» Data excerpts
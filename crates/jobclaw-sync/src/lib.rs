//! Ingestion cycle orchestration: configuration, filters, dedup and scheduling.

use std::collections::BTreeSet;
use std::path::{Path, PathBuf};
use std::sync::Arc;

use anyhow::{Context, Result};
use jobclaw_adapters::{AlgoliaCredentials, BuiltinOptions};
use jobclaw_core::{CycleResult, RegistryEntry};
use serde::Deserialize;
use thiserror::Error;
use tokio_cron_scheduler::{Job, JobScheduler};
use tracing::{error, info, warn};

pub mod dedup;
pub mod geo;
pub mod pipeline;
pub mod recency;
pub mod role;

pub use dedup::{select_unseen, DedupEngine, RunCounts};
pub use geo::{GeoDecision, LocationFilter};
pub use pipeline::{CycleFilters, IngestionPipeline, SourcePlan};
pub use recency::RecencyWindow;
pub use role::RoleTaxonomy;

pub const CRATE_NAME: &str = "jobclaw-sync";

#[derive(Debug, Error)]
pub enum ConfigError {
    #[error("source registry not found at {}", .path.display())]
    MissingRegistry { path: PathBuf },
    #[error("source registry {} lists no companies", .path.display())]
    EmptyRegistry { path: PathBuf },
    #[error("role keyword file {} defines no keywords", .path.display())]
    EmptyTaxonomy { path: PathBuf },
    #[error("reading {}: {source}", .path.display())]
    Read {
        path: PathBuf,
        source: std::io::Error,
    },
    #[error("parsing {}: {source}", .path.display())]
    Parse {
        path: PathBuf,
        source: serde_yaml::Error,
    },
}

#[derive(Debug, Clone, Deserialize)]
#[serde(untagged)]
enum RegistryFile {
    List(Vec<RegistryEntry>),
    Document {
        #[serde(default)]
        companies: Vec<RegistryEntry>,
        #[serde(default)]
        disabled_sources: Vec<String>,
    },
}

/// Companies to poll through their ATS, plus source ids switched off for every cycle.
#[derive(Debug, Clone, Default, PartialEq, Eq)]
pub struct SourceRegistry {
    pub companies: Vec<RegistryEntry>,
    pub disabled_sources: BTreeSet<String>,
}

impl SourceRegistry {
    /// YAML or JSON; either a bare list of entries or `{companies, disabled_sources}`.
    pub fn load(path: &Path) -> Result<Self, ConfigError> {
        let text = match std::fs::read_to_string(path) {
            Ok(text) => text,
            Err(err) if err.kind() == std::io::ErrorKind::NotFound => {
                return Err(ConfigError::MissingRegistry {
                    path: path.to_path_buf(),
                })
            }
            Err(source) => {
                return Err(ConfigError::Read {
                    path: path.to_path_buf(),
                    source,
                })
            }
        };
        let registry = Self::parse(&text).map_err(|source| ConfigError::Parse {
            path: path.to_path_buf(),
            source,
        })?;
        if registry.companies.is_empty() {
            return Err(ConfigError::EmptyRegistry {
                path: path.to_path_buf(),
            });
        }
        Ok(registry)
    }

    pub fn parse(text: &str) -> Result<Self, serde_yaml::Error> {
        if text.trim().is_empty() {
            return Ok(Self::default());
        }
        Ok(match serde_yaml::from_str(text)? {
            RegistryFile::List(companies) => Self {
                companies,
                disabled_sources: BTreeSet::new(),
            },
            RegistryFile::Document {
                companies,
                disabled_sources,
            } => Self {
                companies,
                disabled_sources: disabled_sources.into_iter().collect(),
            },
        })
    }

    pub fn is_disabled(&self, source_id: &str) -> bool {
        self.disabled_sources.contains(source_id)
    }
}

#[derive(Debug, Clone)]
pub struct SyncConfig {
    pub workspace_root: PathBuf,
    pub registry_path: PathBuf,
    pub keywords_path: PathBuf,
    pub locations_path: PathBuf,
    pub jobs_db_path: PathBuf,
    pub window_hours: u32,
    pub max_concurrent: usize,
    pub per_host_concurrency: usize,
    pub http_timeout_secs: u64,
    pub source_timeout_secs: u64,
    pub max_retries: usize,
    pub retry_delay_secs: u64,
    pub user_agent: String,
    pub scheduler_cron: String,
    pub yc_algolia: Option<AlgoliaCredentials>,
}

impl SyncConfig {
    pub fn from_env() -> Self {
        Self::from_lookup(|key| std::env::var(key).ok())
    }

    /// Defaults for everything, rooted at `root`.
    pub fn for_workspace(root: impl Into<PathBuf>) -> Self {
        let root = root.into();
        Self::from_lookup(|key| match key {
            "JOBCLAW_WORKSPACE_ROOT" => Some(root.display().to_string()),
            _ => None,
        })
    }

    pub fn from_lookup(lookup: impl Fn(&str) -> Option<String>) -> Self {
        let var = |key: &str| lookup(key).filter(|v| !v.trim().is_empty());
        let num = |key: &str, default: u64| {
            var(key)
                .and_then(|v| v.trim().parse::<u64>().ok())
                .unwrap_or(default)
        };

        let workspace_root = var("JOBCLAW_WORKSPACE_ROOT")
            .map(PathBuf::from)
            .unwrap_or_else(|| PathBuf::from("."));
        let path = |key: &str, default: &str| {
            var(key)
                .map(PathBuf::from)
                .unwrap_or_else(|| workspace_root.join(default))
        };

        let yc_algolia = match (var("YC_ALGOLIA_APP_ID"), var("YC_ALGOLIA_API_KEY")) {
            (Some(app_id), Some(api_key)) => Some(AlgoliaCredentials { app_id, api_key }),
            _ => None,
        };

        Self {
            registry_path: path("JOBCLAW_REGISTRY_PATH", "config/sources.yaml"),
            keywords_path: path("JOBCLAW_KEYWORDS_PATH", "config/role_keywords.yaml"),
            locations_path: path("JOBCLAW_LOCATIONS_PATH", "config/us_locations.yaml"),
            jobs_db_path: path("JOBS_DB_PATH", "data/jobs.json"),
            window_hours: u32::try_from(num("JOBCLAW_WINDOW_HOURS", 24)).unwrap_or(u32::MAX),
            max_concurrent: num("JOBCLAW_MAX_CONCURRENT", 25) as usize,
            per_host_concurrency: num("JOBCLAW_PER_HOST_CONCURRENCY", 5) as usize,
            http_timeout_secs: num("JOBCLAW_HTTP_TIMEOUT_SECS", 30),
            source_timeout_secs: num("JOBCLAW_SOURCE_TIMEOUT_SECS", 90),
            max_retries: num("JOBCLAW_MAX_RETRIES", 2) as usize,
            retry_delay_secs: num("JOBCLAW_RETRY_DELAY_SECS", 2),
            user_agent: var("JOBCLAW_USER_AGENT")
                .unwrap_or_else(|| "JobClaw/2.0 (job aggregator bot)".to_string()),
            scheduler_cron: var("JOBCLAW_SCHEDULER_CRON")
                .unwrap_or_else(|| "0 */30 * * * *".to_string()),
            yc_algolia,
            workspace_root,
        }
    }

    pub fn builtin_options(&self) -> BuiltinOptions {
        BuiltinOptions {
            yc_algolia: self.yc_algolia.clone(),
        }
    }
}

pub async fn run_cycle_once_from_env(window_hours: Option<u32>) -> Result<CycleResult> {
    let pipeline = IngestionPipeline::new(SyncConfig::from_env())?;
    pipeline.run_cycle(window_hours).await
}

/// Cron-driven cycles. A tick that fires while a cycle is still running is skipped.
pub async fn build_scheduler(pipeline: Arc<IngestionPipeline>) -> Result<JobScheduler> {
    let cron = pipeline.config().scheduler_cron.clone();
    let sched = JobScheduler::new().await.context("creating scheduler")?;
    let job = Job::new_async(cron.as_str(), move |_uuid, _l| {
        let pipeline = pipeline.clone();
        Box::pin(async move {
            match pipeline.try_run_cycle(None).await {
                Ok(Some(result)) => info!(
                    new = result.total_new,
                    failed = result.sources_failed,
                    "scheduled cycle finished"
                ),
                Ok(None) => warn!("previous cycle still running; skipping tick"),
                Err(err) => error!(error = %err, "scheduled cycle failed"),
            }
        })
    })
    .with_context(|| format!("creating scheduler job for cron {cron}"))?;
    sched.add(job).await.context("adding scheduler job")?;
    Ok(sched)
}

#[cfg(test)]
mod tests {
    use super::*;
    use jobclaw_core::PlatformKind;

    fn workspace_config() -> PathBuf {
        Path::new(env!("CARGO_MANIFEST_DIR")).join("../../config")
    }

    #[test]
    fn registry_accepts_bare_lists_and_documents() {
        let list = SourceRegistry::parse("- company: Acme\n  ats: lever\n  slug: acme\n").unwrap();
        assert_eq!(list.companies[0].platform_kind, PlatformKind::Lever);
        assert!(list.disabled_sources.is_empty());

        let doc = SourceRegistry::parse(
            r#"{"companies": [{"company": "Beta", "platform_kind": "workday", "platform_slug": "beta:1:Careers"}],
                "disabled_sources": ["dice"]}"#,
        )
        .unwrap();
        assert_eq!(doc.companies[0].platform_kind, PlatformKind::Workday);
        assert!(doc.is_disabled("dice"));
        assert!(!doc.is_disabled("remoteok"));
    }

    #[test]
    fn unknown_platforms_do_not_break_the_registry() {
        let reg = SourceRegistry::parse(
            "companies:\n  - {company: Acme, ats: greenhouse, slug: acme}\n  - {company: Old, ats: taleo, slug: old}\n",
        )
        .unwrap();
        assert_eq!(reg.companies[1].platform_kind, PlatformKind::Unsupported);
    }

    #[test]
    fn empty_registry_file_is_a_config_error() {
        let dir = tempfile::tempdir().unwrap();
        let path = dir.path().join("sources.yaml");
        std::fs::write(&path, "companies: []\n").unwrap();
        assert!(matches!(
            SourceRegistry::load(&path),
            Err(ConfigError::EmptyRegistry { .. })
        ));
        std::fs::write(&path, "").unwrap();
        assert!(matches!(
            SourceRegistry::load(&path),
            Err(ConfigError::EmptyRegistry { .. })
        ));
    }

    #[test]
    fn config_defaults_and_overrides() {
        let defaults = SyncConfig::for_workspace("/srv/jobclaw");
        assert_eq!(defaults.jobs_db_path, PathBuf::from("/srv/jobclaw/data/jobs.json"));
        assert_eq!(defaults.window_hours, 24);
        assert_eq!(defaults.max_concurrent, 25);
        assert_eq!(defaults.per_host_concurrency, 5);
        assert_eq!(defaults.source_timeout_secs, 90);
        assert!(defaults.yc_algolia.is_none());

        let custom = SyncConfig::from_lookup(|key| match key {
            "JOBS_DB_PATH" => Some("/tmp/jobs.json".into()),
            "JOBCLAW_WINDOW_HOURS" => Some("72".into()),
            "JOBCLAW_MAX_RETRIES" => Some("not a number".into()),
            "YC_ALGOLIA_APP_ID" => Some("APP".into()),
            "YC_ALGOLIA_API_KEY" => Some("KEY".into()),
            _ => None,
        });
        assert_eq!(custom.jobs_db_path, PathBuf::from("/tmp/jobs.json"));
        assert_eq!(custom.window_hours, 72);
        assert_eq!(custom.max_retries, 2);
        assert_eq!(custom.registry_path, PathBuf::from("./config/sources.yaml"));
        assert!(custom.builtin_options().yc_algolia.is_some());
    }

    #[test]
    fn shipped_config_files_load() {
        let root = workspace_config();
        let registry = SourceRegistry::load(&root.join("sources.yaml")).unwrap();
        assert!(registry.companies.len() >= 10);
        assert!(registry
            .companies
            .iter()
            .all(|c| c.platform_kind != PlatformKind::Unsupported));

        let taxonomy = RoleTaxonomy::load(&root.join("role_keywords.yaml")).unwrap();
        assert!(taxonomy.len() > 100);
        assert!(taxonomy.categories().contains("AI/ML"));
        assert!(!taxonomy.categories_for("Machine Learning Engineer").is_empty());

        let locations = LocationFilter::load(&root.join("us_locations.yaml")).unwrap();
        assert_eq!(locations.classify("Remote - US"), GeoDecision::IncludePattern);
        assert_eq!(locations.classify("London, United Kingdom"), GeoDecision::Excluded);
    }

    #[test]
    fn shipped_locations_keep_us_namesakes_of_foreign_cities() {
        let locations = LocationFilter::load(&workspace_config().join("us_locations.yaml")).unwrap();
        for loc in [
            "Melbourne, FL",
            "Berlin, NH",
            "London, KY",
            "Remote - New England",
            "Indianapolis, Indiana",
            "Warsaw, IN",
            "Amsterdam, NY",
            "Lake Zurich, IL",
        ] {
            assert!(locations.admits(loc), "{loc} should be admitted");
        }
        for loc in [
            "London, England",
            "London, UK",
            "Melbourne, VIC, Australia",
            "Berlin, Germany",
            "Bengaluru, Karnataka, India",
            "Remote (India)",
            "Toronto, ON",
        ] {
            assert_eq!(locations.classify(loc), GeoDecision::Excluded, "{loc}");
        }
    }

    #[tokio::test(flavor = "multi_thread")]
    async fn scheduler_accepts_the_default_cron() {
        let dir = tempfile::tempdir().unwrap();
        let pipeline = Arc::new(IngestionPipeline::new(SyncConfig::for_workspace(dir.path())).unwrap());
        let mut sched = build_scheduler(pipeline).await.unwrap();
        sched.shutdown().await.unwrap();
    }
}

» Activity
Search the data above for the word "AlgoliaCredentials" and say how many lines contain it, giving only that number.

» Response to the exercise
3